One way of putting this is that the AI, once it exists, can convincingly trick people into thinking it will cooperate in Prisoner's Dilemmas; but since we know it has this property and we know it prefers (D,C) over (C,C), we know it will defect. This is consistent because we're assuming the actual AI is powerful enough to trick people once it exists; this doesn't require the assumption that my low-fidelity mental model of the AI is powerful enough to trick me in the real world.
For acausal blackmail to work, the blackmailer needs a mechanism for convincing the blackmailee that it will follow through on its threat. 'I'm a TDT agent' isn't a sufficient mechanism, because a TDT agent's favorite option is still to trick other agents into cooperating in Prisoner's Dilemmas while they defect.
Except it needs to convince the people who are around before it exists.
He's almost certainly lying about what he believed back then. I have no idea if he's lying about his current beliefs.
Lying is consistent with a lot of behavior. The fact that it is, is no basis to accuse people of lying.
I'm not accusing, I'm asking the question.
My point is that to my knowledge, given the evidence that I have about his beliefs at that time, and his actions, and assuming that I'm not misunderstanding them or Roko's argument, then it seems that there is a significant probability that EY lied about not beliving that Roko's argument was correct.
It seems we disagree on this factual issue. Eliezer does think there is a risk of acausal blackmail, or else he wouldn't have banned discussion of it.
Sorry, I'll be more concrete; "there's a serious risk" is really vague wording. What would surprise me greatly is if I heard that Eliezer assigned even a 5% probability to there being a realistic quick fix to Roko's argument that makes it work on humans. I think a larger reason for the ban was just that Eliezer was angry with Roko for trying to spread what Roko thought was an information hazard, and angry people lash out (even when it doesn't make a ton of strategic sense).
Probably not a quick fix, but I would definitely say Eliezer gives significant chances (say, 10%) to there being some viable version of the Basilisk, which is why he actively avoids thinking about it.
If Eliezer was just angry at Roko, he would have yelled or banned Roko; instead, he banned all discussion of the subject. That doesn't even make sense as a "slashing out" reaction against Roko.
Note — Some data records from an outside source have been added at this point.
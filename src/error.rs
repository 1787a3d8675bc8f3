//! Application error types using thiserror
//!
//! Error hierarchy:
//! - LockfileError: Issues reading the lockfile
//! - RegistryError: Issues with gem registry communication
//! - CacheError: Issues reading or writing the version metadata cache
//! - ConfigError: Issues with CLI configuration
//!
//! Only lockfile and registry-client setup errors abort a run. Registry
//! and cache failures during a run are recovered where they happen and
//! only surface as diagnostics; config errors are reported by clap.

use std::path::PathBuf;
use thiserror::Error;

/// Application-level error type
#[derive(Error, Debug)]
pub enum AppError {
    #[error(transparent)]
    Lockfile(#[from] LockfileError),

    #[error(transparent)]
    Registry(#[from] RegistryError),
}

/// Errors related to reading the lockfile
#[derive(Error, Debug)]
pub enum LockfileError {
    /// Lockfile does not exist
    #[error("Lockfile not found at path: {}", path.display())]
    NotFound { path: PathBuf },

    /// Lockfile exists but could not be read
    #[error("failed to read lockfile {}: {source}", path.display())]
    ReadError {
        path: PathBuf,
        #[source]
        source: std::io::Error,
    },
}

/// Errors related to gem registry communication
#[derive(Error, Debug)]
pub enum RegistryError {
    /// Gem not found in registry
    #[error("gem '{package}' not found on {registry}")]
    PackageNotFound { package: String, registry: String },

    /// Network request failed
    #[error("failed to fetch gem '{package}' from {registry}: {message}")]
    NetworkError {
        package: String,
        registry: String,
        message: String,
    },

    /// Registry answered with a failure status other than 404 or 429
    #[error("failed to fetch gem '{package}' from {registry}: HTTP {status}")]
    UnexpectedStatus {
        package: String,
        registry: String,
        status: u16,
    },

    /// Rate limit exceeded
    #[error("rate limit exceeded for {registry}")]
    RateLimitExceeded { registry: String },

    /// Invalid response from registry
    #[error("invalid response from {registry} for '{package}': {message}")]
    InvalidResponse {
        package: String,
        registry: String,
        message: String,
    },

    /// Timeout
    #[error("timeout while fetching '{package}' from {registry}")]
    Timeout { package: String, registry: String },
}

/// Errors related to the on-disk version cache
#[derive(Error, Debug)]
pub enum CacheError {
    #[error("failed to read cache entry {}: {source}", path.display())]
    ReadError {
        path: PathBuf,
        #[source]
        source: std::io::Error,
    },

    #[error("failed to write cache entry {}: {source}", path.display())]
    WriteError {
        path: PathBuf,
        #[source]
        source: std::io::Error,
    },

    /// Entry exists but does not hold a serialized version list
    #[error("corrupt cache entry {}: {message}", path.display())]
    Corrupt { path: PathBuf, message: String },
}

/// Errors related to configuration
#[derive(Error, Debug)]
pub enum ConfigError {
    #[error("Invalid date format. Please use YYYY-MM-DD.")]
    InvalidDate { value: String },

    #[error("invalid source URL '{value}': {message}")]
    InvalidSource { value: String, message: String },
}

impl LockfileError {
    pub fn not_found(path: impl Into<PathBuf>) -> Self {
        LockfileError::NotFound { path: path.into() }
    }

    pub fn read_error(path: impl Into<PathBuf>, source: std::io::Error) -> Self {
        LockfileError::ReadError {
            path: path.into(),
            source,
        }
    }
}

impl RegistryError {
    /// Creates a new PackageNotFound error
    pub fn package_not_found(package: impl Into<String>, registry: impl Into<String>) -> Self {
        RegistryError::PackageNotFound {
            package: package.into(),
            registry: registry.into(),
        }
    }

    /// Creates a new NetworkError
    pub fn network_error(
        package: impl Into<String>,
        registry: impl Into<String>,
        message: impl Into<String>,
    ) -> Self {
        RegistryError::NetworkError {
            package: package.into(),
            registry: registry.into(),
            message: message.into(),
        }
    }

    /// Creates a new UnexpectedStatus error
    pub fn unexpected_status(
        package: impl Into<String>,
        registry: impl Into<String>,
        status: u16,
    ) -> Self {
        RegistryError::UnexpectedStatus {
            package: package.into(),
            registry: registry.into(),
            status,
        }
    }

    /// Creates a new RateLimitExceeded error
    pub fn rate_limit_exceeded(registry: impl Into<String>) -> Self {
        RegistryError::RateLimitExceeded {
            registry: registry.into(),
        }
    }

    /// Creates a new InvalidResponse error
    pub fn invalid_response(
        package: impl Into<String>,
        registry: impl Into<String>,
        message: impl Into<String>,
    ) -> Self {
        RegistryError::InvalidResponse {
            package: package.into(),
            registry: registry.into(),
            message: message.into(),
        }
    }

    /// Creates a new Timeout error
    pub fn timeout(package: impl Into<String>, registry: impl Into<String>) -> Self {
        RegistryError::Timeout {
            package: package.into(),
            registry: registry.into(),
        }
    }

    /// True for a definitive "no such gem" answer
    pub fn is_not_found(&self) -> bool {
        matches!(self, RegistryError::PackageNotFound { .. })
    }

    /// True for failures that may succeed on another attempt
    pub fn is_retryable(&self) -> bool {
        match self {
            RegistryError::NetworkError { .. }
            | RegistryError::RateLimitExceeded { .. }
            | RegistryError::Timeout { .. } => true,
            RegistryError::UnexpectedStatus { status, .. } => *status >= 500,
            RegistryError::PackageNotFound { .. } | RegistryError::InvalidResponse { .. } => false,
        }
    }
}

impl CacheError {
    pub fn read_error(path: impl Into<PathBuf>, source: std::io::Error) -> Self {
        CacheError::ReadError {
            path: path.into(),
            source,
        }
    }

    pub fn write_error(path: impl Into<PathBuf>, source: std::io::Error) -> Self {
        CacheError::WriteError {
            path: path.into(),
            source,
        }
    }

    pub fn corrupt(path: impl Into<PathBuf>, message: impl Into<String>) -> Self {
        CacheError::Corrupt {
            path: path.into(),
            message: message.into(),
        }
    }
}
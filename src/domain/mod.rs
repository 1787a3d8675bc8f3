//! Core domain models for libyear
//!
//! This module contains the fundamental types used throughout the application:
//! - Lockfile structure (sources, specs, dependencies, platforms)
//! - Gem version numbers with RubyGems ordering
//! - Per-gem freshness results

mod freshness;
mod lockfile;
mod version;

pub use freshness::{total_libyears, total_version_distance, DependencyFreshness, DAYS_PER_YEAR};
pub use lockfile::{Dependency, Lockfile, Platform, RubyVersion, Source, SourceKind, Spec};
pub use version::{GemVersion, InvalidVersion, VersionNumber};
It sounds like you have a different model of Eliezer (and of how well-targeted 'lashing out' usually is) than I do. But, like I said to V_V above:
The point I was making wasn't that (2) had zero influence. It was that (2) probably had less influence than (3), and its influence was probably of the 'small probability of large costs' variety.
I don't know enough about this to tell if (2) had more influence than (3) initially. I'm glad you agree that (2) had some influence, at least. That was the main part of my point.
How long did discussion of the Basilisk stay banned? Wasn't it many years? How do you explain that, unless the influence of (2) was significant?
I believe he thinks that sufficiently clever idiots competing to shoot off their own feet will find some way to do so.
It seems unlikely that they would, if their gun is some philosophical decision theory stuff about blackmail from their future. I don't expect that gun to ever fire, no matter how many times you click the trigger.
That is not what I said, and I'm also guessing you did not have a grandfather who taught you you gun safety.